Anggaran DD Rp 228,5 JUTA untuk Penggemukan sapi di Mangunsari dipertanyakan, warga minta audit
Faktanews24: TULUNGAGUNG – Pengelolaan Anggaran Dana Desa (DD) Tahun … di Desa Mangunsari, Kecamatan Kedungwaru, Kabupaten Tulungagung, kini menjadi sorotan tajam dan bahan pembicaraan hangat di kalangan masyarakat setempat.

Warga mempertanyakan alokasi dana sebesar Rp 228,5 juta yang disalurkan melalui Badan Usaha Milik Desa (BUMDes) untuk program penggemukkan sapi. Angka anggaran yang besar ini dinilai tidak sebanding dengan realisasi di lapangan.
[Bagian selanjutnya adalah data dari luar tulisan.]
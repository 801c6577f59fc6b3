//! User configuration for the Tern editor shell.
//!
//! Two keys in `~/.tern/config.toml`:
//!
//! ```toml
//! server_path = "/opt/tern/tern-language-server"
//! check_for_updates = false
//! ```
//!
//! An absent file is not an error (`Ok(None)`); a present but unreadable
//! or malformed file is.

use std::path::{Path, PathBuf};
use std::{env, fs};

use serde::Deserialize;
use thiserror::Error;

// Default value function for serde (bool::default() is false, so only true needs a fn)
const fn default_true() -> bool {
    true
}

/// Settings consumed by the resolver, update checker, and fleet.
#[derive(Debug, Clone, Deserialize, PartialEq, Eq)]
pub struct Settings {
    /// Custom server executable path. Relative paths resolve against the
    /// first open workspace folder's root. When set, update checks are
    /// skipped (a custom path is assumed user-managed).
    #[serde(default)]
    pub server_path: Option<String>,
    /// Offer an update when crates.io reports a different published
    /// version than the installed binary. Default: true.
    #[serde(default = "default_true")]
    pub check_for_updates: bool,
}

impl Default for Settings {
    fn default() -> Self {
        Self {
            server_path: None,
            check_for_updates: true,
        }
    }
}

#[derive(Debug, Error)]
pub enum ConfigError {
    #[error("failed to read config at {path}")]
    Read {
        path: PathBuf,
        #[source]
        source: std::io::Error,
    },
    #[error("failed to parse config at {path}")]
    Parse {
        path: PathBuf,
        #[source]
        source: toml::de::Error,
    },
}

impl ConfigError {
    #[must_use]
    pub fn path(&self) -> &Path {
        match self {
            ConfigError::Read { path, .. } | ConfigError::Parse { path, .. } => path,
        }
    }
}

impl Settings {
    /// Load settings from the default location.
    ///
    /// `Ok(None)` when no home directory is known or no config file exists.
    pub fn load() -> Result<Option<Self>, ConfigError> {
        let path = match Self::path() {
            Some(path) => path,
            None => return Ok(None),
        };
        if !path.exists() {
            return Ok(None);
        }
        Self::load_from(&path).map(Some)
    }

    /// Load settings from an explicit file path.
    pub fn load_from(path: &Path) -> Result<Self, ConfigError> {
        let content = match fs::read_to_string(path) {
            Ok(content) => content,
            Err(err) => {
                tracing::warn!("Failed to read config at {:?}: {}", path, err);
                return Err(ConfigError::Read {
                    path: path.to_path_buf(),
                    source: err,
                });
            }
        };

        match toml::from_str(&content) {
            Ok(settings) => Ok(settings),
            Err(err) => {
                tracing::warn!("Failed to parse config at {:?}: {}", path, err);
                Err(ConfigError::Parse {
                    path: path.to_path_buf(),
                    source: err,
                })
            }
        }
    }

    /// Default config location: `~/.tern/config.toml`, overridable through
    /// the `TERN_CONFIG` environment variable.
    #[must_use]
    pub fn path() -> Option<PathBuf> {
        if let Ok(custom) = env::var("TERN_CONFIG")
            && !custom.is_empty()
        {
            return Some(PathBuf::from(custom));
        }
        dirs::home_dir().map(|home| home.join(".tern").join("config.toml"))
    }
}
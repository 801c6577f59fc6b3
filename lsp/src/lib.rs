//! LSP clients for the Tern language server, one per workspace folder,
//! plus the fleet manager that owns them.
//!
//! The [`Fleet`] is the single owner of all running connections: it reacts
//! to folder add/remove, configuration changes, and restart requests, and
//! fans teardown out across every entry. Each [`WorkspaceClient`] wraps one
//! spawned `tern-language-server` process speaking JSON-RPC over stdio.

mod client;
mod diagnostics;
mod fleet;
mod protocol;
#[cfg(test)]
mod testutil;
mod transport;

pub use client::{ClientEvent, StopReason, WorkspaceClient};
pub use diagnostics::DiagnosticsSnapshot;
pub use fleet::{Fleet, FleetEvent};
pub use transport::{FrameReader, FrameWriter, TransportError};
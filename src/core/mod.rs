//! Core machine vocabulary.
//!
//! This module contains the value types every machine is built from:
//! - States via the `State` trait
//! - Messages via the `Message` trait and their kind tags
//! - Conditions guarding transitions
//! - `StateChange` notification records

mod guard;
mod history;
mod message;
mod state;

pub use guard::Condition;
pub use history::StateChange;
pub use message::Message;
pub use state::State;
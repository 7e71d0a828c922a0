//! Stateloop: a message-driven finite state machine engine
//!
//! A concrete machine declares its states, its messages, the transitions
//! between states, and per-state entering/leaving hooks. The engine then
//! consumes messages from an unbounded queue on one dedicated worker thread,
//! so every state mutation is serialized no matter how many threads produce
//! messages.
//!
//! # Core Concepts
//!
//! - **State**: comparable value identifying where the machine is
//! - **Message**: closed enum whose variant tag selects the transition
//! - **Transition**: (state, message kind) → state, with optional condition
//!   and effect
//! - **Hooks**: callbacks run when a state is left or entered
//! - **Machine**: the façade owning the worker, the queue, and the current
//!   state
//!
//! # Example
//!
//! ```rust
//! use stateloop::builder::MachineBuilder;
//! use stateloop::engine::Transition;
//! use stateloop::{message_enum, state_enum};
//!
//! state_enum! {
//!     enum Door {
//!         Closed,
//!         Open,
//!     }
//! }
//!
//! message_enum! {
//!     enum Action => ActionKind {
//!         Push,
//!         Pull,
//!     }
//! }
//!
//! let machine = MachineBuilder::<Door, Action>::new()
//!     .transition(Transition::new(Door::Closed, ActionKind::Push, Door::Open))?
//!     .transition(Transition::new(Door::Open, ActionKind::Pull, Door::Closed))?
//!     .build()?;
//!
//! let mut changes = machine.subscribe();
//! machine.start(Door::Closed)?;
//! machine.handle_message(Action::Push);
//!
//! let change = changes.blocking_recv().expect("worker running");
//! assert_eq!(change.pair(), (&Door::Closed, &Door::Open));
//!
//! machine.dispose();
//! machine.join()?;
//! # Ok::<(), Box<dyn std::error::Error>>(())
//! ```

pub mod builder;
pub mod config;
pub mod core;
pub mod detector;
pub mod engine;

// Re-export commonly used types
pub use builder::{ConfigError, MachineBuilder};
pub use config::{FailurePolicy, MachineConfig};
pub use self::core::{Condition, Message, State, StateChange};
pub use engine::{DispatchError, Machine, MachineError, MessageSender, Transition};
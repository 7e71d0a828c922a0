//! Messages consumed by the dispatch loop.
//!
//! Messages are a closed tagged union: every concrete machine declares one
//! enum of messages, and the enum's variant tag (its [`Message::Kind`]) is the
//! second half of the transition key. Payloads ride along in the variants and
//! are visible to conditions and effects, but never take part in matching.

use std::fmt::Debug;
use std::hash::Hash;

/// A message that can be fed to a machine.
///
/// Use [`message_enum!`](crate::message_enum) to derive this for an enum
/// together with its kind enum.
///
/// # Example
///
/// ```rust
/// use stateloop::core::Message;
///
/// #[derive(Debug)]
/// enum Door {
///     Push,
///     Lock(u32),
/// }
///
/// #[derive(Clone, Copy, PartialEq, Eq, Hash, Debug)]
/// enum DoorKind {
///     Push,
///     Lock,
/// }
///
/// impl Message for Door {
///     type Kind = DoorKind;
///
///     fn kind(&self) -> DoorKind {
///         match self {
///             Self::Push => DoorKind::Push,
///             Self::Lock(_) => DoorKind::Lock,
///         }
///     }
/// }
///
/// assert_eq!(Door::Lock(1234).kind(), DoorKind::Lock);
/// ```
pub trait Message: Debug + Send + 'static {
    /// Payload-free tag identifying the variant.
    type Kind: Copy + Eq + Hash + Debug + Send + Sync + 'static;

    /// The variant tag of this message.
    fn kind(&self) -> Self::Kind;
}
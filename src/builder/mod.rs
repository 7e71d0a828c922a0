//! Builder API for machine construction.
//!
//! Everything registered here is validated on the spot: a duplicate
//! transition key or a second hook for the same state fails the call that
//! introduced it, so a misconfigured machine can never be started.

pub mod error;
pub mod machine;
pub mod macros;

pub use error::{ConfigError, HookDirection};
pub use machine::MachineBuilder;
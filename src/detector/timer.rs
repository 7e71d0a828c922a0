//! Timer collaborator for the detector machine.
//!
//! The engine has no notion of time. Delayed self-messages come from a timer
//! service that calls back into the machine's queue once a delay expires.

use super::DetectorMessage;
use crate::engine::MessageSender;
use parking_lot::Mutex;
use std::collections::HashMap;
use std::io;
use std::time::Duration;
use tokio::runtime::{Builder, Handle, Runtime};
use tokio::task::JoinHandle;

/// The detector's named timers.
#[derive(Debug, Clone, Copy, PartialEq, Eq, Hash)]
pub enum TimerId {
    /// Bounds how long the detector waits for a connection
    Connection,
    /// Bounds how long a connected detector searches for a signal
    Search,
}

/// Something that can deliver a message after a delay.
///
/// Arming a timer that is already armed restarts it. Disarming a timer that
/// is not armed does nothing.
pub trait TimerService: Send + Sync + 'static {
    fn arm(&self, timer: TimerId, delay: Duration, message: DetectorMessage);
    fn disarm(&self, timer: TimerId);
}

/// Timer service backed by its own one-worker tokio runtime.
///
/// Each armed timer is one sleeping task. Re-arming or disarming aborts the
/// task, so at most one task per [`TimerId`] is alive at a time.
pub struct ThreadTimer {
    sender: MessageSender<DetectorMessage>,
    runtime: Option<Runtime>,
    handle: Handle,
    tasks: Mutex<HashMap<TimerId, JoinHandle<()>>>,
}

impl ThreadTimer {
    pub fn new(sender: MessageSender<DetectorMessage>) -> io::Result<Self> {
        let runtime = Builder::new_multi_thread()
            .worker_threads(1)
            .thread_name("detector-timers")
            .enable_time()
            .build()?;
        let handle = runtime.handle().clone();
        Ok(Self {
            sender,
            runtime: Some(runtime),
            handle,
            tasks: Mutex::new(HashMap::new()),
        })
    }

    /// Number of timers whose task has not finished yet.
    pub fn pending(&self) -> usize {
        self.tasks
            .lock()
            .values()
            .filter(|task| !task.is_finished())
            .count()
    }
}

impl TimerService for ThreadTimer {
    fn arm(&self, timer: TimerId, delay: Duration, message: DetectorMessage) {
        let sender = self.sender.clone();
        let task = self.handle.spawn(async move {
            tokio::time::sleep(delay).await;
            tracing::debug!(?timer, "timer expired");
            sender.send(message);
        });

        if let Some(previous) = self.tasks.lock().insert(timer, task) {
            previous.abort();
        }
    }

    fn disarm(&self, timer: TimerId) {
        if let Some(task) = self.tasks.lock().remove(&timer) {
            task.abort();
            tracing::trace!(?timer, "timer disarmed");
        }
    }
}

impl Drop for ThreadTimer {
    fn drop(&mut self) {
        // Does not block, so the timer may be dropped inside another runtime.
        if let Some(runtime) = self.runtime.take() {
            runtime.shutdown_background();
        }
    }
}

#[cfg(test)]
mod tests {
    use super::*;
    use crate::core::Message;
    use crate::detector::DetectorMessageKind;
    use crate::engine::channel::{self, Received};
    use tokio::time::timeout;
    use tokio_util::sync::CancellationToken;

    #[tokio::test]
    async fn armed_timer_delivers_message() {
        let (tx, mut rx) = channel::channel(CancellationToken::new());
        let timers = ThreadTimer::new(tx).unwrap();

        timers.arm(TimerId::Search, Duration::from_millis(10), DetectorMessage::SearchTimeout);

        match timeout(Duration::from_secs(5), rx.receive()).await.unwrap() {
            Received::Message(message) => {
                assert_eq!(message.kind(), DetectorMessageKind::SearchTimeout)
            }
            Received::Cancelled => panic!("Expected timeout message"),
        }
    }

    #[tokio::test]
    async fn disarmed_timer_stays_silent() {
        let (tx, mut rx) = channel::channel(CancellationToken::new());
        let timers = ThreadTimer::new(tx).unwrap();

        timers.arm(
            TimerId::Connection,
            Duration::from_millis(20),
            DetectorMessage::ConnectionTimeout,
        );
        timers.disarm(TimerId::Connection);

        let waited = timeout(Duration::from_millis(150), rx.receive()).await;
        assert!(waited.is_err());
    }

    #[tokio::test]
    async fn rearming_discards_earlier_arm() {
        let (tx, mut rx) = channel::channel(CancellationToken::new());
        let timers = ThreadTimer::new(tx).unwrap();

        timers.arm(TimerId::Search, Duration::from_millis(10), DetectorMessage::Abort);
        timers.arm(TimerId::Search, Duration::from_millis(60), DetectorMessage::SearchTimeout);

        match timeout(Duration::from_secs(5), rx.receive()).await.unwrap() {
            Received::Message(message) => {
                assert_eq!(message.kind(), DetectorMessageKind::SearchTimeout)
            }
            Received::Cancelled => panic!("Expected timeout message"),
        }
    }

    #[tokio::test]
    async fn flapping_keeps_one_task_per_timer() {
        let (tx, _rx) = channel::channel(CancellationToken::new());
        let timers = ThreadTimer::new(tx).unwrap();

        for _ in 0..100 {
            timers.arm(
                TimerId::Connection,
                Duration::from_secs(60),
                DetectorMessage::ConnectionTimeout,
            );
        }
        tokio::time::sleep(Duration::from_millis(50)).await;
        assert_eq!(timers.pending(), 1);

        timers.disarm(TimerId::Connection);
        assert_eq!(timers.pending(), 0);
    }
}
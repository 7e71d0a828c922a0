//! Builder for assembling machines.

use crate::builder::error::ConfigError;
use crate::config::MachineConfig;
use crate::core::{Message, State, StateChange};
use crate::engine::channel::{self, MessageReceiver, MessageSender};
use crate::engine::machine::Configured;
use crate::engine::{HookRegistry, Machine, Observers, Transition, TransitionTable};
use std::sync::Arc;
use tokio_util::sync::CancellationToken;

/// Builder collecting transitions, hooks, and observers before a machine
/// exists.
///
/// The message channel is created up front, so callbacks can capture a
/// [`sender`](Self::sender) and feed messages back into the machine they are
/// part of.
pub struct MachineBuilder<S: State, M: Message> {
    config: MachineConfig,
    table: TransitionTable<S, M>,
    hooks: HookRegistry<S>,
    observers: Arc<Observers<S>>,
    sender: MessageSender<M>,
    receiver: MessageReceiver<M>,
    cancel: CancellationToken,
}

impl<S: State, M: Message> MachineBuilder<S, M> {
    /// Create a builder with the default configuration.
    pub fn new() -> Self {
        Self::with_config(MachineConfig::default())
    }

    pub fn with_config(config: MachineConfig) -> Self {
        let cancel = CancellationToken::new();
        let (sender, receiver) = channel::channel(cancel.clone());
        Self {
            config,
            table: TransitionTable::new(),
            hooks: HookRegistry::new(),
            observers: Arc::new(Observers::new()),
            sender,
            receiver,
            cancel,
        }
    }

    /// Producer handle for the machine being built.
    pub fn sender(&self) -> MessageSender<M> {
        self.sender.clone()
    }

    /// Add a transition.
    /// Returns an error if `(from, on)` already has one.
    pub fn transition(mut self, transition: Transition<S, M>) -> Result<Self, ConfigError> {
        self.add_transition(transition)?;
        Ok(self)
    }

    /// Add a transition through a mutable borrow.
    pub fn add_transition(&mut self, transition: Transition<S, M>) -> Result<(), ConfigError> {
        self.table.register(transition)
    }

    /// Attach the entering hook of `state`. The hook receives the state the
    /// machine came from.
    pub fn on_entering<F>(mut self, state: S, hook: F) -> Result<Self, ConfigError>
    where
        F: Fn(&S) + Send + Sync + 'static,
    {
        self.hooks.set_entering(state, hook)?;
        Ok(self)
    }

    /// Attach the leaving hook of `state`. The hook receives the state the
    /// machine is going to.
    pub fn on_leaving<F>(mut self, state: S, hook: F) -> Result<Self, ConfigError>
    where
        F: Fn(&S) + Send + Sync + 'static,
    {
        self.hooks.set_leaving(state, hook)?;
        Ok(self)
    }

    /// Register a state-changed observer.
    pub fn on_state_changed<F>(self, observer: F) -> Self
    where
        F: Fn(&StateChange<S>) + Send + Sync + 'static,
    {
        self.observers.add(observer);
        self
    }

    pub fn transition_count(&self) -> usize {
        self.table.len()
    }

    /// Build the machine. It does nothing until started.
    pub fn build(self) -> Result<Machine<S, M>, ConfigError> {
        self.config.validate()?;
        if self.table.is_empty() {
            tracing::warn!(name = %self.config.name, "machine built without transitions");
        }
        Ok(Machine::new(
            self.config,
            Configured {
                table: self.table,
                hooks: self.hooks,
                receiver: self.receiver,
            },
            self.sender,
            self.cancel,
            self.observers,
        ))
    }
}

impl<S: State, M: Message> Default for MachineBuilder<S, M> {
    fn default() -> Self {
        Self::new()
    }
}

#[cfg(test)]
mod tests {
    use super::*;
    use crate::builder::error::HookDirection;

    crate::state_enum! {
        enum TestState {
            Initial,
            Processing,
            Complete,
        }
        final: [Complete]
    }

    crate::message_enum! {
        enum TestMessage => TestKind {
            Begin,
            Finish,
        }
    }

    fn builder() -> MachineBuilder<TestState, TestMessage> {
        MachineBuilder::new()
    }

    #[test]
    fn fluent_api_builds_machine() {
        let machine = builder()
            .transition(Transition::new(TestState::Initial, TestKind::Begin, TestState::Processing))
            .unwrap()
            .transition(Transition::new(TestState::Processing, TestKind::Finish, TestState::Complete))
            .unwrap()
            .on_entering(TestState::Processing, |_| {})
            .unwrap()
            .build();

        assert!(machine.is_ok());
        assert_eq!(machine.unwrap().current_state(), None);
    }

    #[test]
    fn duplicate_transition_fails_at_registration() {
        let result = builder()
            .transition(Transition::new(TestState::Initial, TestKind::Begin, TestState::Processing))
            .unwrap()
            .transition(Transition::new(TestState::Initial, TestKind::Begin, TestState::Complete));

        assert!(matches!(result, Err(ConfigError::DuplicateTransition { .. })));
    }

    #[test]
    fn duplicate_hooks_fail_at_registration() {
        let entering = builder()
            .on_entering(TestState::Complete, |_| {})
            .unwrap()
            .on_entering(TestState::Complete, |_| {});
        let leaving = builder()
            .on_leaving(TestState::Initial, |_| {})
            .unwrap()
            .on_leaving(TestState::Initial, |_| {});

        assert!(matches!(
            entering,
            Err(ConfigError::DuplicateHook { direction: HookDirection::Entering, .. })
        ));
        assert!(matches!(
            leaving,
            Err(ConfigError::DuplicateHook { direction: HookDirection::Leaving, .. })
        ));
    }

    #[test]
    fn add_transition_counts_rules() {
        let mut builder = builder();
        builder
            .add_transition(Transition::new(TestState::Initial, TestKind::Begin, TestState::Processing))
            .unwrap();
        builder
            .add_transition(Transition::new(TestState::Processing, TestKind::Begin, TestState::Processing))
            .unwrap();

        assert_eq!(builder.transition_count(), 2);
    }

    #[test]
    fn invalid_config_fails_build() {
        let mut config = MachineConfig::new("ok");
        config.name = String::new();

        let result = MachineBuilder::<TestState, TestMessage>::with_config(config).build();

        assert!(matches!(result, Err(ConfigError::InvalidConfig(_))));
    }

    #[test]
    fn nul_in_machine_name_fails_build() {
        let result =
            MachineBuilder::<TestState, TestMessage>::with_config(MachineConfig::new("bad\0name"))
                .build();

        assert!(matches!(result, Err(ConfigError::InvalidConfig(_))));
    }
}
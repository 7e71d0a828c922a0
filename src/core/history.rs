//! State change notifications.
//!
//! One [`StateChange`] is published for every committed transition, after the
//! entering hook of the new state has run.

use super::state::State;
use chrono::{DateTime, Utc};
use serde::{Deserialize, Serialize};

/// Record of a single committed transition.
///
/// # Example
///
/// ```rust
/// use stateloop::core::{State, StateChange};
/// use serde::{Deserialize, Serialize};
///
/// #[derive(Clone, PartialEq, Eq, Hash, Debug, Serialize, Deserialize)]
/// enum Phase {
///     One,
///     Two,
/// }
///
/// impl State for Phase {
///     fn name(&self) -> &str {
///         match self {
///             Self::One => "One",
///             Self::Two => "Two",
///         }
///     }
/// }
///
/// let change = StateChange::now(Phase::One, Phase::Two);
/// assert_eq!(change.pair(), (&Phase::One, &Phase::Two));
/// ```
#[derive(Clone, Debug, PartialEq, Serialize, Deserialize)]
#[serde(bound = "")]
pub struct StateChange<S: State> {
    /// The state that was left
    pub from: S,
    /// The state that was committed
    pub to: S,
    /// When the new state was committed
    pub at: DateTime<Utc>,
}

impl<S: State> StateChange<S> {
    /// Record a change committed at the current instant.
    pub fn now(from: S, to: S) -> Self {
        Self {
            from,
            to,
            at: Utc::now(),
        }
    }

    /// The `(from, to)` pair without the timestamp.
    pub fn pair(&self) -> (&S, &S) {
        (&self.from, &self.to)
    }

    /// True when the transition re-entered the state it left.
    pub fn is_self_transition(&self) -> bool {
        self.from == self.to
    }
}
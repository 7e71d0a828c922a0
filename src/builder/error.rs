//! Configuration errors raised while a machine is being assembled.

use std::fmt;
use thiserror::Error;

/// Which side of a state a hook is attached to.
#[derive(Debug, Clone, Copy, PartialEq, Eq, Hash)]
pub enum HookDirection {
    Entering,
    Leaving,
}

impl fmt::Display for HookDirection {
    fn fmt(&self, f: &mut fmt::Formatter<'_>) -> fmt::Result {
        match self {
            Self::Entering => f.write_str("entering"),
            Self::Leaving => f.write_str("leaving"),
        }
    }
}

/// Errors that can occur while configuring a machine.
///
/// All of these are raised synchronously at registration time; a machine
/// whose configuration failed is never started.
#[derive(Debug, Error)]
pub enum ConfigError {
    #[error("Transition from '{from}' on '{kind}' is already registered")]
    DuplicateTransition { from: String, kind: String },

    #[error("An {direction} hook for state '{state}' is already registered")]
    DuplicateHook {
        state: String,
        direction: HookDirection,
    },

    #[error("Invalid machine configuration: {0}")]
    InvalidConfig(String),
}
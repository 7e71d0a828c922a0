//! The single-consumer dispatch loop.
//!
//! Every state mutation of a machine happens here, one message at a time, on
//! the machine's worker thread. A firing transition always runs in this order:
//!
//! 1. leaving hook of the old state (receives the new state)
//! 2. transition effect (receives the message)
//! 3. commit of the new state
//! 4. entering hook of the new state (receives the old state)
//! 5. state-changed notification
//!
//! The condition is evaluated before step 1, so a rejected message has no
//! side effects at all.

use crate::config::FailurePolicy;
use crate::core::{Message, State, StateChange};
use crate::engine::channel::{MessageReceiver, Received};
use crate::engine::error::{DispatchError, Stage};
use crate::engine::hooks::HookRegistry;
use crate::engine::observer::Observers;
use crate::engine::table::TransitionTable;
use chrono::Utc;
use parking_lot::RwLock;
use std::any::Any;
use std::panic::{self, AssertUnwindSafe};
use std::sync::Arc;

/// What a single dispatch step did with a message.
#[derive(Debug, Clone, PartialEq)]
pub enum DispatchOutcome<S: State> {
    /// A transition fired and was committed
    Transitioned(StateChange<S>),
    /// No transition is registered for the current state and message kind
    Unmatched,
    /// A transition matched but its condition returned false
    Rejected,
}

pub struct Dispatcher<S: State, M: Message> {
    table: TransitionTable<S, M>,
    hooks: HookRegistry<S>,
    observers: Arc<Observers<S>>,
    committed: Arc<RwLock<Option<S>>>,
    state: S,
}

impl<S: State, M: Message> Dispatcher<S, M> {
    /// Create a dispatcher positioned at `initial`, publishing committed
    /// states into `committed`.
    pub fn new(
        table: TransitionTable<S, M>,
        hooks: HookRegistry<S>,
        observers: Arc<Observers<S>>,
        committed: Arc<RwLock<Option<S>>>,
        initial: S,
    ) -> Self {
        *committed.write() = Some(initial.clone());
        Self {
            table,
            hooks,
            observers,
            committed,
            state: initial,
        }
    }

    pub fn state(&self) -> &S {
        &self.state
    }

    /// Process one message to completion.
    pub fn dispatch(&mut self, message: &M) -> Result<DispatchOutcome<S>, DispatchError> {
        let Some(transition) = self.table.resolve(&self.state, message) else {
            tracing::trace!(state = self.state.name(), ?message, "no transition, message dropped");
            return Ok(DispatchOutcome::Unmatched);
        };

        let from = self.state.clone();
        let to = transition.to.clone();

        if !guarded(Stage::Condition, &from, &to, || transition.can_fire(message))? {
            tracing::trace!(
                from = from.name(),
                to = to.name(),
                ?message,
                "condition rejected transition"
            );
            return Ok(DispatchOutcome::Rejected);
        }

        if let Some(hook) = self.hooks.leaving(&from) {
            guarded(Stage::LeavingHook, &from, &to, || hook(&to))?;
        }
        guarded(Stage::Effect, &from, &to, || transition.run_effect(message))?;

        self.state = to.clone();
        *self.committed.write() = Some(to.clone());
        let at = Utc::now();
        tracing::debug!(from = from.name(), to = to.name(), ?message, "transition committed");

        if let Some(hook) = self.hooks.entering(&to) {
            guarded(Stage::EnteringHook, &from, &to, || hook(&from))?;
        }

        let change = StateChange { from, to, at };
        for observer in self.observers.snapshot() {
            guarded(Stage::Notify, &change.from, &change.to, || observer(&change))?;
        }
        self.observers.forward(&change);

        Ok(DispatchOutcome::Transitioned(change))
    }

    /// Consume messages until cancellation, or until a callback fails under
    /// [`FailurePolicy::Halt`].
    pub async fn run(
        mut self,
        mut receiver: MessageReceiver<M>,
        policy: FailurePolicy,
    ) -> Result<(), DispatchError> {
        loop {
            let message = match receiver.receive().await {
                Received::Message(message) => message,
                Received::Cancelled => {
                    tracing::debug!(
                        state = self.state.name(),
                        disposed = receiver.is_cancelled(),
                        "dispatch loop stopping"
                    );
                    return Ok(());
                }
            };

            if let Err(err) = self.dispatch(&message) {
                match policy {
                    FailurePolicy::Halt => {
                        tracing::error!(
                            error = %err,
                            committed = err.stage().is_after_commit(),
                            "callback failed, halting dispatch worker"
                        );
                        receiver.close();
                        return Err(err);
                    }
                    FailurePolicy::Continue => {
                        tracing::warn!(
                            error = %err,
                            committed = err.stage().is_after_commit(),
                            state = self.state.name(),
                            "callback failed, rest of transition skipped"
                        );
                    }
                }
            }
        }
    }
}

fn guarded<S: State, R>(
    stage: Stage,
    from: &S,
    to: &S,
    callback: impl FnOnce() -> R,
) -> Result<R, DispatchError> {
    panic::catch_unwind(AssertUnwindSafe(callback)).map_err(|payload| {
        DispatchError::CallbackPanicked {
            stage,
            from: from.name().to_string(),
            to: to.name().to_string(),
            reason: panic_reason(payload.as_ref()),
        }
    })
}

fn panic_reason(payload: &(dyn Any + Send)) -> String {
    if let Some(reason) = payload.downcast_ref::<&str>() {
        reason.to_string()
    } else if let Some(reason) = payload.downcast_ref::<String>() {
        reason.clone()
    } else {
        "non-string panic payload".to_string()
    }
}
Berdasarkan hasil penelusuran tim investigasi di lokasi, saat pihak Sekretaris Desa (Sekdes) dimintai keterangan terkait jumlah aset yang ada, hanya tercatat sebanyak 6 ekor sapi.
Warga Temukan “Keganjilan”
Jumlah hewan ternak yang hanya sedikit tersebut memicu kecurigaan dan pertanyaan besar dari masyarakat. Warga menilai terdapat kejanggalan atau “keganjilan” dalam pengelolaan anggaran tersebut, mengingat nilai yang dianggarkan mencapai ratusan juta rupiah namun realisasinya dinilai tidak wajar.
Masyarakat menuntut kejelasan mengenai penggunaan dana tersebut, mulai dari perencanaan, pembelian aset, hingga pertanggungjawaban keuangan yang transparan.
Tuntutan Audit dan KIP
Menanggapi hal ini, warga Desa Mangunsari mendesak adanya tindakan tegas dari pihak berwenang. Mereka meminta agar dilakukan audit menyeluruh terhadap pengelolaan keuangan desa tersebut.
Selain itu, masyarakat juga mengancam atau berencana akan menggunakan jalur Undang-Undang Keterbukaan Informasi Publik (KIP) guna memaksa pihak pengelola membuka data secara detail dan transparan.